Conversely, Serena Williams, the world No. 1, was so dominant against Sara Errani that the Italian ironically celebrated the only game she won in a match that lasted just 46 minutes and ended 6-0 6-1.
Sharapova must now try and arrest her poor record against the American, having won just two of their 15 encounters. Saturday’s meeting will be the first time since 1995 that the top two seeds have faced each other in the final.
Sharapova, from Russia, had been coasting in the first set but her Belarusian opponent battled back to exert similar dominance over the second.
But a delay for rain allowed Sharapova to regroup and when she returned to Court Philippe Chatrier the 26-year-old fought off a late Azarenka charge to book a second successive final.
“I really had to play to the end today and I am extremely happy to be back in the final,” Sharapova told reporters at a press conference.
“(The rain delay) gave me a little bit of time to think of what I did well in the first set and try to get that back again for the third.”
Azarenka agreed the short rain break had stalled her comeback and played into her opponent’s hands.
“I think the break kind of changed the momentum, for sure,” she said. “When we got back out I kind of didn’t start the same way I was playing in the second set.
“I was just trying to make things happen too quick and started missing the ball.
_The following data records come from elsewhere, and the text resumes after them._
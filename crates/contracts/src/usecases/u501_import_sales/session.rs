use serde::{Deserialize, Serialize};

/// Состояние сессии импорта
#[derive(Debug, Clone, Copy, PartialEq, Eq, Serialize, Deserialize)]
#[serde(rename_all = "lowercase")]
pub enum SessionState {
    /// Файл ещё не загружен. Чисто клиентское состояние (форма выбора
    /// файла): сессия на сервере появляется только после загрузки, поэтому
    /// бэкенд это значение не выдаёт
    Selecting,
    /// Строки обрабатываются
    Processing,
    /// Текущая строка на ревью у оператора
    Preview,
    /// Batch commit выполнен, сессия завершена
    Complete,
}

/// Политика обработки ошибки превью (сетевая/серверная ошибка на строке).
///
/// Исторически строка молча пропускалась; политика оставлена настраиваемой.
#[derive(Debug, Clone, Copy, PartialEq, Eq, Serialize, Deserialize, Default)]
#[serde(rename_all = "lowercase")]
pub enum PreviewErrorPolicy {
    /// Молча пропустить строку и идти дальше (поведение по умолчанию)
    #[default]
    Skip,
    /// Повторить запрос один раз, при повторной ошибке — пропустить
    Retry,
    /// Показать ошибку оператору; подтверждение заблокировано, доступен
    /// только явный пропуск
    Prompt,
}

/// Тип сущности, создаваемой по ходу резолва строки
#[derive(Debug, Clone, Copy, PartialEq, Eq, Hash, Serialize, Deserialize)]
#[serde(rename_all = "lowercase")]
pub enum EntityKind {
    Customer,
    Product,
    Offer,
}

impl EntityKind {
    pub fn as_str(&self) -> &'static str {
        match self {
            EntityKind::Customer => "customer",
            EntityKind::Product => "product",
            EntityKind::Offer => "offer",
        }
    }
}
You know, it was a little bit unfortunate and inconsistent in that particular moment.”
There were no such twists and turns in the other semifinal as Williams punished Errani, the No. 5 seed, right from the first point to reach only her second final in Paris.
Williams hit 40 winners while Errani could only manage two. The Italian managed to claim just five points on Williams’ serve.
“I told myself: ‘Serena, just concentrate’ and that’s what I did,” Williams, who beat sister Venus to win the 2002 French Open, said in an on-court interview.
“Against Maria, I will have to prepare slightly differently. She’s a great player. But it’s magnificent to be back in the final after 11 years.”
Errani, a losing finalist to Sharapova last year, was philosophical after her sixth straight defeat to her American opponent.
“I enjoyed it,” she told reporters. “It was a great court, great weather. What she did today was unbelievable. She is so strong and is an unbelievable player.”
“It was a great day. I tried but that’s sport. Sometimes you lose, but you have to stay in there and try until the last point. I gave it my all, but there was nothing I could do.”